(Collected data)
★ ★ ★
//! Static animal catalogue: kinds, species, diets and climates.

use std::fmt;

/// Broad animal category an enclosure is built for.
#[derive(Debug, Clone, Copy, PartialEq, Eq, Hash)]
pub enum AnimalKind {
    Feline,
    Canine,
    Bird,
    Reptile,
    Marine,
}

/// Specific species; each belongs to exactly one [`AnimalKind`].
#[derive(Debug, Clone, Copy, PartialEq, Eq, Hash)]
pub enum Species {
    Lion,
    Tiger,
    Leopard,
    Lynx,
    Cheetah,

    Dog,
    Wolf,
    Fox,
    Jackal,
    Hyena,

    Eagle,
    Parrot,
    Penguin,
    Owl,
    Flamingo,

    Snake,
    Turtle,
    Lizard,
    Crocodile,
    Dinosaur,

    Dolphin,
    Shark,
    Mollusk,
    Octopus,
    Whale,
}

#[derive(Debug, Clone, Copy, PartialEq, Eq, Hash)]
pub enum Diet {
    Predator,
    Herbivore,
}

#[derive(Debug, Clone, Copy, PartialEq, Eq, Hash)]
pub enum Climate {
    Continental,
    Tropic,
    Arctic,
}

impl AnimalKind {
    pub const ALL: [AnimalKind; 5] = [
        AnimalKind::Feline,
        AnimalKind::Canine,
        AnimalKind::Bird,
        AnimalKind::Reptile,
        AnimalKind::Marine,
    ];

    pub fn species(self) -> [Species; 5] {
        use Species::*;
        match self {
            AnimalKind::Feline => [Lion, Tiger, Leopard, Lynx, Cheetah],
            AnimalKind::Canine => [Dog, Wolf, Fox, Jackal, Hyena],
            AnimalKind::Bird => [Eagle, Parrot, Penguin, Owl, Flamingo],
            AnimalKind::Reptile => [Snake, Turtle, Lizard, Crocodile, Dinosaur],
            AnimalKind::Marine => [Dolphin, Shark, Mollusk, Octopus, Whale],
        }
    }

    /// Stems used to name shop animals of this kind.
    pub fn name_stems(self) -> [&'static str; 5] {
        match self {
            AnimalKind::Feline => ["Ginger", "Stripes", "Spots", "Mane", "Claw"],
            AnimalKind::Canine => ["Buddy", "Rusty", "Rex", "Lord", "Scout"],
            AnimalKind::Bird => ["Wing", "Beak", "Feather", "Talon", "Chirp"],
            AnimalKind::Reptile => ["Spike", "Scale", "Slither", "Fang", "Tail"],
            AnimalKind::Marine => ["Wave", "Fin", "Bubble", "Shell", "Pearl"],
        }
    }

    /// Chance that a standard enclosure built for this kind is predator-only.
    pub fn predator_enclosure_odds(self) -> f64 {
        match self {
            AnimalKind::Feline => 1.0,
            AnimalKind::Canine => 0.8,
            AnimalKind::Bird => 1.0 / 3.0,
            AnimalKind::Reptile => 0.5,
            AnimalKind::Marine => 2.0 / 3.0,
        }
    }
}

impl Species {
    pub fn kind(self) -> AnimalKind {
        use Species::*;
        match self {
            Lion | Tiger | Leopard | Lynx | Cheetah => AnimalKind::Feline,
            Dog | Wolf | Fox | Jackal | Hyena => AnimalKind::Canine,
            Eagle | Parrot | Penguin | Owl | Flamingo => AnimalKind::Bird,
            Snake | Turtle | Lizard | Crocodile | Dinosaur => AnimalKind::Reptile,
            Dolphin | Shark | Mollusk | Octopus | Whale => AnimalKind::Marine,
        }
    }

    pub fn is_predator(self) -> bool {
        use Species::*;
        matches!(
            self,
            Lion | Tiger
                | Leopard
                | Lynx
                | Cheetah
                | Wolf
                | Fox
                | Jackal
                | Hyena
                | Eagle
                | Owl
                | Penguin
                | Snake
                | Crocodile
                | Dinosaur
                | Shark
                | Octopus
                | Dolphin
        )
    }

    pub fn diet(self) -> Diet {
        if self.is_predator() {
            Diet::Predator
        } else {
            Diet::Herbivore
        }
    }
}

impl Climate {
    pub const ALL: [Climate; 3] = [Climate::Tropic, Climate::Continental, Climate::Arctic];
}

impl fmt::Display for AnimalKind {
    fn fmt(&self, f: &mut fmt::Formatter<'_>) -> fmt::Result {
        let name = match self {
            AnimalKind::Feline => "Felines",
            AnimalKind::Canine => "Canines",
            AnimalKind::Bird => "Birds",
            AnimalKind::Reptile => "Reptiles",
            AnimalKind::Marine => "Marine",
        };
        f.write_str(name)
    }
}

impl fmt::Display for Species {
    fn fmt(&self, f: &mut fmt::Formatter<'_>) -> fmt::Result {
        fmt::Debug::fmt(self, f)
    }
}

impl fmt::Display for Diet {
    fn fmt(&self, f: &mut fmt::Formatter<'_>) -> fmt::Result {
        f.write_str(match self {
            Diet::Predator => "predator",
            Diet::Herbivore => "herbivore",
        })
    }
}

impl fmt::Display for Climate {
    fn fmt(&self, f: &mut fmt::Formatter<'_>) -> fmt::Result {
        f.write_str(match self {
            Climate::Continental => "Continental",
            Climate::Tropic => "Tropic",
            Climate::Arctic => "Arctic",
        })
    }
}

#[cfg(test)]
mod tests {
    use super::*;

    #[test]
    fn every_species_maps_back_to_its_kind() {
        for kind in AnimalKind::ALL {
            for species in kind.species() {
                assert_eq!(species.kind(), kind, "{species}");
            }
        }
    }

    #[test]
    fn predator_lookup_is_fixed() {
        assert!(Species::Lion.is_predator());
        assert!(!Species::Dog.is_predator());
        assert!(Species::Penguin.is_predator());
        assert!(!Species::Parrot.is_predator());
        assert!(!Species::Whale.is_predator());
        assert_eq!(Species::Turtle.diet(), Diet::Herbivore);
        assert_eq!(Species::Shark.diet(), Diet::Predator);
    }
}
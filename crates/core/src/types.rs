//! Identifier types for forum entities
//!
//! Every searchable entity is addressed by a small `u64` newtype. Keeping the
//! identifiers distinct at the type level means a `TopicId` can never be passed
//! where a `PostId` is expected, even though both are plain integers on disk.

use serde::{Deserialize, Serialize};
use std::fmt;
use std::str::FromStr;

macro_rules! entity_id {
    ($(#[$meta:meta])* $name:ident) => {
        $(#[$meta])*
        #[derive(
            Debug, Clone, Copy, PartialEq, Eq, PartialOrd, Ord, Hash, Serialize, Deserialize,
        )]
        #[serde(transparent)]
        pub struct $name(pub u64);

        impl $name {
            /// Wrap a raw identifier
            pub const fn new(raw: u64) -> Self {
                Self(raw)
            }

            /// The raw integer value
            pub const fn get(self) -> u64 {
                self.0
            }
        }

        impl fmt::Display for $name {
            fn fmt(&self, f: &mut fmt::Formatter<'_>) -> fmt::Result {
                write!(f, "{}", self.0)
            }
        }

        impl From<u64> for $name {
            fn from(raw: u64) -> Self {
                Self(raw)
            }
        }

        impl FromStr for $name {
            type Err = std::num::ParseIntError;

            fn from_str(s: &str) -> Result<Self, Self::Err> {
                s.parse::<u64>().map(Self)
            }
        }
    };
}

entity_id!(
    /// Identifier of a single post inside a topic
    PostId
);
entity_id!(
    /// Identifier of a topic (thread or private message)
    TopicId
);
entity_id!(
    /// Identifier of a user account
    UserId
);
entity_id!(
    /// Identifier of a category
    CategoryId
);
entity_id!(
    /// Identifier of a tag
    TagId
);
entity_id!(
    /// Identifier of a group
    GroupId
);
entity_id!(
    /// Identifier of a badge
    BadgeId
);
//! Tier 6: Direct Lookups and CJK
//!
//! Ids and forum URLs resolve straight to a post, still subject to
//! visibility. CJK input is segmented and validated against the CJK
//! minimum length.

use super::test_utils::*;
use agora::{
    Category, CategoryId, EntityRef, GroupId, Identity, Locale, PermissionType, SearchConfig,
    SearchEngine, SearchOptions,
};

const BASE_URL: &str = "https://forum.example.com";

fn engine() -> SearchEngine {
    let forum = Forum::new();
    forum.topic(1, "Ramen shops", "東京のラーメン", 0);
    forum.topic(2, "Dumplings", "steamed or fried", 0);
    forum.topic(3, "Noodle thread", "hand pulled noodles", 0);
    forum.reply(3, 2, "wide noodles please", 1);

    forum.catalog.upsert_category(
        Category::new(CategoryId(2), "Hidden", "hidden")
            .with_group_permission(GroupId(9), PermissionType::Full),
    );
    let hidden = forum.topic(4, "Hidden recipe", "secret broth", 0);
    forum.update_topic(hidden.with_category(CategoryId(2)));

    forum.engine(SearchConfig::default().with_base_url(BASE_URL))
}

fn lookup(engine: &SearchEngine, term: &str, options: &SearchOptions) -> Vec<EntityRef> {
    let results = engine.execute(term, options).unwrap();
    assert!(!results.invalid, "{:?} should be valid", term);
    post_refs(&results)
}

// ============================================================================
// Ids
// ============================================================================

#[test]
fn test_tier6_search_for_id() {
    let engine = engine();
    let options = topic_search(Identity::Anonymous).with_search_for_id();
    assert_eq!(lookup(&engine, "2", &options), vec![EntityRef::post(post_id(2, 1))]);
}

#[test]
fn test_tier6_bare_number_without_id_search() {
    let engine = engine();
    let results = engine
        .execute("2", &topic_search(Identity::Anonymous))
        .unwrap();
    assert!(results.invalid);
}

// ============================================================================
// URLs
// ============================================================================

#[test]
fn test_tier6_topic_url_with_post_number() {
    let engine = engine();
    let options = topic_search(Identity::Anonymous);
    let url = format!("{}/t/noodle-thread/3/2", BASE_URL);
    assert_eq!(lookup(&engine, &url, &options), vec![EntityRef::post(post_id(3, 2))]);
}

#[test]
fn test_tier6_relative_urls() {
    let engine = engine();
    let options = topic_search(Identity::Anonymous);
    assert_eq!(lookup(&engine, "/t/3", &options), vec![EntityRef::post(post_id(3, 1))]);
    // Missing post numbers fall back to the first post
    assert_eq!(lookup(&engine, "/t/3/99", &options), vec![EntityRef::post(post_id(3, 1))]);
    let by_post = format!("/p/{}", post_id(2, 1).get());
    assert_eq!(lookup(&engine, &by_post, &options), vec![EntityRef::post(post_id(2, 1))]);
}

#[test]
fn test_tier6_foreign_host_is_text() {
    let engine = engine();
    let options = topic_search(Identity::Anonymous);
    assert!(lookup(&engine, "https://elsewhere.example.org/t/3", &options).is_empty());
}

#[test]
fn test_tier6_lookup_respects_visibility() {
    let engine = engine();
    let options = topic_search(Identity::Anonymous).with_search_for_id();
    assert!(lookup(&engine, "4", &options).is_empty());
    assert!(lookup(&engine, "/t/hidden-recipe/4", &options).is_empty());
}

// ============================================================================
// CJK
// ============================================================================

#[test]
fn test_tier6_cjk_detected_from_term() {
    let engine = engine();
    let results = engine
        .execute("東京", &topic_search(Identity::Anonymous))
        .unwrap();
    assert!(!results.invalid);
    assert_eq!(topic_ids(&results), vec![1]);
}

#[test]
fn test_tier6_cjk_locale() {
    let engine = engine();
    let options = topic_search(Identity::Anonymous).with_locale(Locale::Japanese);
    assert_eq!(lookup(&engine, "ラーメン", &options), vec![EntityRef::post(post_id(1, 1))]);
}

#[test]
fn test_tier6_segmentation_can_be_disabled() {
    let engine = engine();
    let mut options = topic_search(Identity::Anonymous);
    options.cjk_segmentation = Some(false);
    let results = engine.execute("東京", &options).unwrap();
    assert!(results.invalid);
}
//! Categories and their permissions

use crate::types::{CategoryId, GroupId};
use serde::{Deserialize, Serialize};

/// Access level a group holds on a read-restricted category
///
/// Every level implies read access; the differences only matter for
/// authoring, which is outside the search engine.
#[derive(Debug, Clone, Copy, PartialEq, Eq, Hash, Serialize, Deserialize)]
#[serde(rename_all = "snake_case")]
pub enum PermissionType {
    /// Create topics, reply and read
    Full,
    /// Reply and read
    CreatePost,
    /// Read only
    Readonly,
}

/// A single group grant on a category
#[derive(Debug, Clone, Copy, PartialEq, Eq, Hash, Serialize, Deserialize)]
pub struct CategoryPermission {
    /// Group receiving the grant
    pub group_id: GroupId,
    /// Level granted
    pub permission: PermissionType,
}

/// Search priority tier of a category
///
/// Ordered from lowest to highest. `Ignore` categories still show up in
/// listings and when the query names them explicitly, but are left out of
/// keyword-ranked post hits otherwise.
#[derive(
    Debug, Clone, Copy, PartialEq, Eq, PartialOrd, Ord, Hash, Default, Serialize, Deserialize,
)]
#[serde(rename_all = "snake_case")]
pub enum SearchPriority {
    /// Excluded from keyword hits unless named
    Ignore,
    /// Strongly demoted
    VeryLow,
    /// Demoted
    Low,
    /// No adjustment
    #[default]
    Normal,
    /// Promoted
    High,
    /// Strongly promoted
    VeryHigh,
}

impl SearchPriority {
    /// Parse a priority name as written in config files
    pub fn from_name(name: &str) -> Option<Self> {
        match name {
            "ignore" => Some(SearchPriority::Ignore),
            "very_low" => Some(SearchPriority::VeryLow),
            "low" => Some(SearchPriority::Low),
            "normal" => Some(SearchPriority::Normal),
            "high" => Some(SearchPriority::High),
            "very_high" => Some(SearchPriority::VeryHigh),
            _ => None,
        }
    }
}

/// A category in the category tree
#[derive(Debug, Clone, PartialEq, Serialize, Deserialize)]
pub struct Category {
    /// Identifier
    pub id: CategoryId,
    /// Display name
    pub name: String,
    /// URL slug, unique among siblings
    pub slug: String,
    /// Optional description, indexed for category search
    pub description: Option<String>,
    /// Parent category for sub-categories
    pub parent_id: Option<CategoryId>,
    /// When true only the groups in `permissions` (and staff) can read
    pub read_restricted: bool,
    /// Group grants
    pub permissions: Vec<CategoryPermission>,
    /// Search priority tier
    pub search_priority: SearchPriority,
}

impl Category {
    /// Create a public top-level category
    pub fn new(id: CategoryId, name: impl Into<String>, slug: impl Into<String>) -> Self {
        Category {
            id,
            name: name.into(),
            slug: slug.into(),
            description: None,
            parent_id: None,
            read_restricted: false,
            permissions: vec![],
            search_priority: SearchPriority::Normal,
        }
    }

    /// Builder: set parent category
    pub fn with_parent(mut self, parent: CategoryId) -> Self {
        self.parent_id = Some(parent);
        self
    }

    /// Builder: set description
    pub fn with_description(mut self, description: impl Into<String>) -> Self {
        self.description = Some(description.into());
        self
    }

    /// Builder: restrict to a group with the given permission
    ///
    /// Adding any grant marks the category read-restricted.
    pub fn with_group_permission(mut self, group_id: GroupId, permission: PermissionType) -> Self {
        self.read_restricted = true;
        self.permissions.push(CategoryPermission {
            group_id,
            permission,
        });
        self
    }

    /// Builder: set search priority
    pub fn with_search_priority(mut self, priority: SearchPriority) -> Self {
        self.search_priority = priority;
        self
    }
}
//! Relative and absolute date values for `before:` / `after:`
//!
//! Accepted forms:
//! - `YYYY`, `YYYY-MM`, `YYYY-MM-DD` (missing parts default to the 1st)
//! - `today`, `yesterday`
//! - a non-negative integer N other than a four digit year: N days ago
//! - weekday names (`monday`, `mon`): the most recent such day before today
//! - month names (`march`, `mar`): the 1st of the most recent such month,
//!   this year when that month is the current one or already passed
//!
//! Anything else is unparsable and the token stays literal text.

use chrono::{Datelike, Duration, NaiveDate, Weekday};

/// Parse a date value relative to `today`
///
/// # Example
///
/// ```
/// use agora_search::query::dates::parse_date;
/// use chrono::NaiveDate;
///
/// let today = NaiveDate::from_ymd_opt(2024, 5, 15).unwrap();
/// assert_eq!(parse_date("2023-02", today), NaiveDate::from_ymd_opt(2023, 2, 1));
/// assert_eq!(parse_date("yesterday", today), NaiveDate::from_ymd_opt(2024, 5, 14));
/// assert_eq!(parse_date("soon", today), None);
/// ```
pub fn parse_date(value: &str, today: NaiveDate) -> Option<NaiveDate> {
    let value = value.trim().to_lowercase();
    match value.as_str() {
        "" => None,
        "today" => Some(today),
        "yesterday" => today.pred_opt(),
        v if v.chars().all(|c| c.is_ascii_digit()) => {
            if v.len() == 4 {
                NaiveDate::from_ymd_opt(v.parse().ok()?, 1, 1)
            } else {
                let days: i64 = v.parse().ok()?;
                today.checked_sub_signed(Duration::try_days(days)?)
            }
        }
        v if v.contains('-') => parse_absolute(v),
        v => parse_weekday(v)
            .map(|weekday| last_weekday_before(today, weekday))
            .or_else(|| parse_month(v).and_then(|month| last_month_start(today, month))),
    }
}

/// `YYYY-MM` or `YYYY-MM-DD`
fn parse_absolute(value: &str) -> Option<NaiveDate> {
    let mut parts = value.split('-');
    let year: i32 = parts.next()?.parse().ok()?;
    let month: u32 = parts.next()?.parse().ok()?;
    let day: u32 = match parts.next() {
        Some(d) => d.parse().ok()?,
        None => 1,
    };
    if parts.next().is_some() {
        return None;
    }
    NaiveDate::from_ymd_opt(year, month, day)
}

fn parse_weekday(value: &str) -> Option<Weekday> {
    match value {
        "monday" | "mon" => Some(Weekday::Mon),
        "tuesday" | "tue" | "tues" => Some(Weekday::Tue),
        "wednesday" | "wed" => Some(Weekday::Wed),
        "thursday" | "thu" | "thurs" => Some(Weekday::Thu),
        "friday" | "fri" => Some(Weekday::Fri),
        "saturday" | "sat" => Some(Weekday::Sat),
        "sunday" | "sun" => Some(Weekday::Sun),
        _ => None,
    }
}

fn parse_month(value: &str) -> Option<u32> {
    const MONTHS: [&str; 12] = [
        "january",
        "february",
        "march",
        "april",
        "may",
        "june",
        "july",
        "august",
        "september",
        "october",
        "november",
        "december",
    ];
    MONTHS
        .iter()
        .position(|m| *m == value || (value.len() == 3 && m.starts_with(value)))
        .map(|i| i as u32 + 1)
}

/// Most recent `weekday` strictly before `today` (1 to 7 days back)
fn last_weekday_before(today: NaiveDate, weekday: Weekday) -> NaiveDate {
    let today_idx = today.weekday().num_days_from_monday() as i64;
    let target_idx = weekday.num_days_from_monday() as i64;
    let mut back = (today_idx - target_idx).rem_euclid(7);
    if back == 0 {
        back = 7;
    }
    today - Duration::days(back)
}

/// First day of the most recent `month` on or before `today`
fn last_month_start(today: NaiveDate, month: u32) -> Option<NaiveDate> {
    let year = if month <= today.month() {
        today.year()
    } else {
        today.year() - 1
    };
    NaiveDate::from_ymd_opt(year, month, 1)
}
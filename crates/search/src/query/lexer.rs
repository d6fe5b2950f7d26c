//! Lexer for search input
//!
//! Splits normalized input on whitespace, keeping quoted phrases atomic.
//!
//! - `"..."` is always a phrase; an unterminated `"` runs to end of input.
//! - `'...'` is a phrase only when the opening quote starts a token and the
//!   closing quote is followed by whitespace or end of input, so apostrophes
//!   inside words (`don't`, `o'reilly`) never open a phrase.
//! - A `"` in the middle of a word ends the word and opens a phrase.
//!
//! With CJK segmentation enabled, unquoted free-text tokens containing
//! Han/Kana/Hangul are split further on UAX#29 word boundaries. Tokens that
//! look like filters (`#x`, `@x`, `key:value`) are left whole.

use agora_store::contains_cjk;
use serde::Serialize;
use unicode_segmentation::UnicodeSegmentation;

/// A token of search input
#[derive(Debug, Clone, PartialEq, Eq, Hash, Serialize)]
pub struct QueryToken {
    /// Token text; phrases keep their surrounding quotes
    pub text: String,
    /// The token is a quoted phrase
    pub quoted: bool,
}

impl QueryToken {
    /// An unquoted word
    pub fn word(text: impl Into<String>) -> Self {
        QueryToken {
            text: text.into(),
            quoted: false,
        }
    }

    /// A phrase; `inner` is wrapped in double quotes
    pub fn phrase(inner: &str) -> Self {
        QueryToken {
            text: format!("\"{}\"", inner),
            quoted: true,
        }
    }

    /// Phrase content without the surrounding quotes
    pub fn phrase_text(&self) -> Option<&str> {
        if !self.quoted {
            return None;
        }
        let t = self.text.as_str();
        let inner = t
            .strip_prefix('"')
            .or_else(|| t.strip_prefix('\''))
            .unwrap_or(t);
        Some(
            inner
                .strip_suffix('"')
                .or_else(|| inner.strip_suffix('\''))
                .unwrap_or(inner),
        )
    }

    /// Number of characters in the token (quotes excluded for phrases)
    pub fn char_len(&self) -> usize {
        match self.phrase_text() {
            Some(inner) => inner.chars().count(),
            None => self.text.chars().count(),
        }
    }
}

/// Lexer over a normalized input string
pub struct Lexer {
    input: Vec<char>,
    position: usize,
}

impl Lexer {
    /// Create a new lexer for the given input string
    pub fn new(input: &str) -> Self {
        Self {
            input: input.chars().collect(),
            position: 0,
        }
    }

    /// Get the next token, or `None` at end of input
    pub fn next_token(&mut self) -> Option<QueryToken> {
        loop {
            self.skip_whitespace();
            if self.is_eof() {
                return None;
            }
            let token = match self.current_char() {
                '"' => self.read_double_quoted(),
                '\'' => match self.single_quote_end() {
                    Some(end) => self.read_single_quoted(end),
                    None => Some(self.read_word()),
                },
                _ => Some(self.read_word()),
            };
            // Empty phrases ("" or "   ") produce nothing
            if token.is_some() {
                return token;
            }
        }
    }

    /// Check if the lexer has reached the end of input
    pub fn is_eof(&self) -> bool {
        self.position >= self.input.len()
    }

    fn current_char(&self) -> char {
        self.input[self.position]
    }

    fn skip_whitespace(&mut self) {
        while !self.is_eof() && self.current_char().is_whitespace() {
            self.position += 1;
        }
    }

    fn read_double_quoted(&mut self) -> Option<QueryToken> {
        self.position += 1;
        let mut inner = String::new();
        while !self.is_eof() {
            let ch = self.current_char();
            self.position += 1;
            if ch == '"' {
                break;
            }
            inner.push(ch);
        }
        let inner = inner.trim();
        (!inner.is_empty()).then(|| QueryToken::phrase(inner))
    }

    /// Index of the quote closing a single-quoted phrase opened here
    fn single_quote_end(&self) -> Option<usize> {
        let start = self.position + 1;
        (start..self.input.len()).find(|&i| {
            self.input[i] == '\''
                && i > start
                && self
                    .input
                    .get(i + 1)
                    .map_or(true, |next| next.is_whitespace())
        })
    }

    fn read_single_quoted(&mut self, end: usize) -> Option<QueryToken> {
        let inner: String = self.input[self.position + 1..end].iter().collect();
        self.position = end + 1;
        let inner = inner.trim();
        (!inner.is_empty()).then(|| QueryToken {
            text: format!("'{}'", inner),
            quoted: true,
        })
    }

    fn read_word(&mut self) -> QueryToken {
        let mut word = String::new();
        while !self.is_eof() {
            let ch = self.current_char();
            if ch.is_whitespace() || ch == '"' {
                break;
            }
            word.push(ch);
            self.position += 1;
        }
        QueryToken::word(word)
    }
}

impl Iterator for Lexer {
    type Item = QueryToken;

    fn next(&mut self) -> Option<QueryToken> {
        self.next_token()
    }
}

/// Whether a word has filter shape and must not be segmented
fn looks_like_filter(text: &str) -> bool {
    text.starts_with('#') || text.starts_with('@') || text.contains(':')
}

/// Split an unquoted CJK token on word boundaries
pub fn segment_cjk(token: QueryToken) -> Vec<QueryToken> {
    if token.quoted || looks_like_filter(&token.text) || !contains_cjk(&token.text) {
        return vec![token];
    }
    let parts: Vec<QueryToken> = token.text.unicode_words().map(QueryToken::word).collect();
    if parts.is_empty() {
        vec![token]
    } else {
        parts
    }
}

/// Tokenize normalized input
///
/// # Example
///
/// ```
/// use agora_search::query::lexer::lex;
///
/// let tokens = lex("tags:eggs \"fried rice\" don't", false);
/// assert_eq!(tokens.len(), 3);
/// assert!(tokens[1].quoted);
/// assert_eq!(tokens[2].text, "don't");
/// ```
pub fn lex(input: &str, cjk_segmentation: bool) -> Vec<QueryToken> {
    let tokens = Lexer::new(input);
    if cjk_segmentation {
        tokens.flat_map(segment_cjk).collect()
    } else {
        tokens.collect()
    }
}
★ ★ ★
→ Task goal: Write out every line from the entries where "Continental" appears.

→ Response box:
    Continental,
    pub const ALL: [Climate; 3] = [Climate::Tropic, Climate::Continental, Climate::Arctic];
            Climate::Continental => "Continental",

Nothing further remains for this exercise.